Kevork Mourad prend conscience que la musique a depuis toujours accompagné le peuple arménien. « Elle est, dit-il, le reflet d’une culture et d’une identité profondes, elle diffuse la nostalgie d’un âge d’or et l’âme d’une communauté unie dans le souvenir des années tragiques. » Désormais, ses dessins illustreront la musique. Avec sa technique spontanée, il partage la scène avec des musiciens, une collaboration dans laquelle l’art et la musique se développent en contrepoint et où son dessin raconte des histoires. Il collabore avec Kinan Azmeh, Brooklyn Rider, Ken Ueno, Liubo Borissov et Issam Rafea. Kevork Mourad est membre, en tant qu’artiste visuel du Silk Road Ensemble de Yo-Yo Ma. Il a notamment joué au Brooklyn Museum of Art, au Bronx Museum of Art, au Festival du monde arabe à Montréal, au musée Nara, au Japon, et au Lincoln Center Atrium.

Sonnent les clochers et chante le muezzin
Aujourd’hui, ses œuvres sont exposées chez Tanit, à Mar Mikhaël. À l’instant où l’on traverse le seuil de la galerie, trois toiles suspendues en forme de strates, à la grandeur surprenante, captivent le regard et dirigent le parcours du visiteur, magnétisé par l’intensité de cette œuvre. Il faut une minute de méditation et de silence pour arriver à appréhender dans sa totalité la puissance de Kevork Mourad, et sous l’emprise de cet univers en noir et blanc que l’artiste a reproduit, on reste comme englué sur place face à cette composition au croisement d’une réalité virtuelle et d’une poésie universelle. Certes, on est confronté à une œuvre qui renvoie au chaos du monde d’aujourd’hui, mais le regard de l’artiste reste empreint d’espoir. De ses œuvres surgit une effervescence de formes tantôt humaines, tantôt architecturales, tantôt violentes, tantôt d’une vitalité apaisée, mais sans jamais être tranquille. Toutes les religions du monde sont suggérées sans jamais être pointées du doigt. Point de croix, ni de croissant céleste ni même d’étoile, mais des minarets qui déposent leurs ombres bienveillantes sur les clochers des églises qui résonnent à leur tour dans un espace où les synagogues laissent s’avancer les fidèles. Et sous les mains de l’artiste, l’imaginaire devient matérialité. Il affronte avec ses pinceaux, ses noirs et ses gris les brûlures de la vie, les transcendent pour en arriver à en extraire un sourire, celui de la volonté de puissance qui pousse l’homme à tout surmonter et surtout à tendre la main à l’autre, pour un monde meilleur.
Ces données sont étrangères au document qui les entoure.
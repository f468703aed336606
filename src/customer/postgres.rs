//! Postgres-backed customer store using the deadpool connection pool.

use async_trait::async_trait;
use deadpool_postgres::Pool;
use tokio_postgres::error::SqlState;

use crate::customer::model::{Customer, NewCustomer};
use crate::customer::store::{CustomerStore, StoreError};

pub struct PostgresCustomerStore {
    pool: Pool,
}

impl PostgresCustomerStore {
    pub fn new(pool: Pool) -> Self {
        Self { pool }
    }
}

/// Maps a unique-violation on the email constraint to the domain-visible
/// duplicate error; everything else passes through as a database error.
fn map_unique_violation(err: tokio_postgres::Error) -> StoreError {
    if err
        .as_db_error()
        .is_some_and(|db| db.code() == &SqlState::UNIQUE_VIOLATION)
    {
        StoreError::DuplicateEmail
    } else {
        StoreError::Database(err)
    }
}

#[async_trait]
impl CustomerStore for PostgresCustomerStore {
    async fn select_all(&self) -> Result<Vec<Customer>, StoreError> {
        let client = self.pool.get().await?;
        let rows = client
            .query("SELECT id, name, email, password, age FROM customer", &[])
            .await?;
        rows.iter()
            .map(|row| Customer::from_row(row).map_err(StoreError::Database))
            .collect()
    }

    async fn select_by_id(&self, id: i64) -> Result<Option<Customer>, StoreError> {
        let client = self.pool.get().await?;
        let row = client
            .query_opt(
                "SELECT id, name, email, password, age FROM customer WHERE id = $1",
                &[&id],
            )
            .await?;
        row.map(|r| Customer::from_row(&r)).transpose().map_err(StoreError::Database)
    }

    async fn select_by_email(&self, email: &str) -> Result<Option<Customer>, StoreError> {
        let client = self.pool.get().await?;
        let row = client
            .query_opt(
                "SELECT id, name, email, password, age FROM customer WHERE email = $1",
                &[&email],
            )
            .await?;
        row.map(|r| Customer::from_row(&r)).transpose().map_err(StoreError::Database)
    }

    async fn exists_with_email(&self, email: &str) -> Result<bool, StoreError> {
        let client = self.pool.get().await?;
        let row = client
            .query_one(
                "SELECT EXISTS (SELECT 1 FROM customer WHERE email = $1)",
                &[&email],
            )
            .await?;
        Ok(row.get(0))
    }

    async fn exists_with_id(&self, id: i64) -> Result<bool, StoreError> {
        let client = self.pool.get().await?;
        let row = client
            .query_one(
                "SELECT EXISTS (SELECT 1 FROM customer WHERE id = $1)",
                &[&id],
            )
            .await?;
        Ok(row.get(0))
    }

    async fn insert(&self, customer: NewCustomer) -> Result<Customer, StoreError> {
        let client = self.pool.get().await?;
        let row = client
            .query_one(
                "INSERT INTO customer (name, email, password, age) \
                 VALUES ($1, $2, $3, $4) RETURNING id",
                &[
                    &customer.name,
                    &customer.email,
                    &customer.password_hash,
                    &customer.age,
                ],
            )
            .await
            .map_err(map_unique_violation)?;
        Ok(Customer {
            id: row.get(0),
            name: customer.name,
            email: customer.email,
            password_hash: customer.password_hash,
            age: customer.age,
        })
    }

    async fn update(&self, customer: &Customer) -> Result<(), StoreError> {
        let client = self.pool.get().await?;
        // One atomic multi-column write; the diff is the service's job.
        client
            .execute(
                "UPDATE customer SET name = $1, email = $2, password = $3, age = $4 \
                 WHERE id = $5",
                &[
                    &customer.name,
                    &customer.email,
                    &customer.password_hash,
                    &customer.age,
                    &customer.id,
                ],
            )
            .await
            .map_err(map_unique_violation)?;
        Ok(())
    }

    async fn delete_by_id(&self, id: i64) -> Result<(), StoreError> {
        let client = self.pool.get().await?;
        client
            .execute("DELETE FROM customer WHERE id = $1", &[&id])
            .await?;
        Ok(())
    }
}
Entre un battement de paupière et l’autre
Kevork Mourad ne dépeint la situation du monde et des migrants fuyant les dérives révolutionnaires emportant avec eux tout ce qu’ils peuvent en errant à travers les régions, que pour mieux se poser la question : « Du point de départ au point d’arrivée que s’est-il donc passé dans cet espace de temps ? Comment des milliers de personnes confrontées au déplacement ont-elles vécu le chemin ? Certaines sont mortes, d’autres ont donné la vie ou même ont abandonné en cours de route. » Et l’artiste enchaîne : « Le cerveau de l’homme efface l’espace obscur qui prend place entre un battement de paupière et l’autre. C’est sur ce noir du passage que j’ai voulu me pencher, pour pousser l’homme à ne jamais oublier le chemin qui l’a mené du point de sa naissance à la minute de sa mort. »
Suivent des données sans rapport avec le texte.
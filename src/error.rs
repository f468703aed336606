//! Domain error taxonomy and the API error envelope.
//!
//! Domain errors raised in the customer service propagate unmodified to the
//! API boundary, where each maps 1:1 to an HTTP status code. Every non-2xx
//! response carries the same JSON body shape:
//! `{ "path", "message", "statusCode", "timestamp" }`.

use axum::Json;
use axum::http::StatusCode;
use axum::response::{IntoResponse, Response};
use chrono::{DateTime, Utc};
use serde::Serialize;
use thiserror::Error;

use crate::customer::store::StoreError;

/// Errors raised by the customer service.
#[derive(Debug, Error)]
pub enum CustomerError {
    #[error("customer with id [{0}] not found")]
    NotFound(i64),

    #[error("email already taken")]
    DuplicateEmail,

    #[error("no data changes found")]
    NoChanges,

    #[error("password hashing failed: {0}")]
    PasswordHash(argon2::password_hash::Error),

    #[error(transparent)]
    Store(StoreError),
}

impl CustomerError {
    pub fn status_code(&self) -> StatusCode {
        match self {
            CustomerError::NotFound(_) => StatusCode::NOT_FOUND,
            CustomerError::DuplicateEmail => StatusCode::CONFLICT,
            CustomerError::NoChanges => StatusCode::BAD_REQUEST,
            CustomerError::PasswordHash(_) | CustomerError::Store(_) => {
                StatusCode::INTERNAL_SERVER_ERROR
            }
        }
    }
}

impl From<StoreError> for CustomerError {
    fn from(err: StoreError) -> Self {
        match err {
            // A racing insert rejected by the unique constraint surfaces as
            // Conflict, not as an unhandled storage error.
            StoreError::DuplicateEmail => CustomerError::DuplicateEmail,
            other => CustomerError::Store(other),
        }
    }
}

/// JSON body returned for every non-2xx response.
#[derive(Debug, Serialize)]
#[serde(rename_all = "camelCase")]
pub struct ApiErrorBody {
    pub path: String,
    pub message: String,
    pub status_code: u16,
    pub timestamp: DateTime<Utc>,
}

/// A domain or infrastructure error paired with the request path,
/// ready to render as a response.
#[derive(Debug)]
pub struct ApiError {
    status: StatusCode,
    message: String,
    path: String,
}

impl ApiError {
    pub fn new(err: CustomerError, path: &str) -> Self {
        Self {
            status: err.status_code(),
            message: err.to_string(),
            path: path.to_string(),
        }
    }

    pub fn forbidden(message: impl Into<String>, path: &str) -> Self {
        Self {
            status: StatusCode::FORBIDDEN,
            message: message.into(),
            path: path.to_string(),
        }
    }

    pub fn internal(err: anyhow::Error, path: &str) -> Self {
        Self {
            status: StatusCode::INTERNAL_SERVER_ERROR,
            message: err.to_string(),
            path: path.to_string(),
        }
    }
}

impl IntoResponse for ApiError {
    fn into_response(self) -> Response {
        let body = ApiErrorBody {
            path: self.path,
            message: self.message,
            status_code: self.status.as_u16(),
            timestamp: Utc::now(),
        };
        (self.status, Json(body)).into_response()
    }
}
Des symboles récurrents traversent les toiles de l’artiste comme ces cordes dessinées qui suspendent et les toiles et le temps, la reproduction des tissus qui viennent souligner l’importance des traditions ancestrales comme des forces qui tissent le destin de l’homme. Des cordes symboles de l’ascension du désir et de toutes formes de liens, ceux que Kevork Mourad voudrait tisser à travers toute l’humanité pour reconstruire un monde nouveau, un monde où la fierté de nos origines et la grandeur de nos ancêtres priment sur chaque accomplissement personnel. « Prenez un miroir, semble dire l’artiste, et regardez en arrière ce qui a fait de vous ce que vous êtes aujourd’hui. »

*À la galerie Tanit, Beyrouth
« The Space Between », Kevork Mourad, jusqu’au 1er août.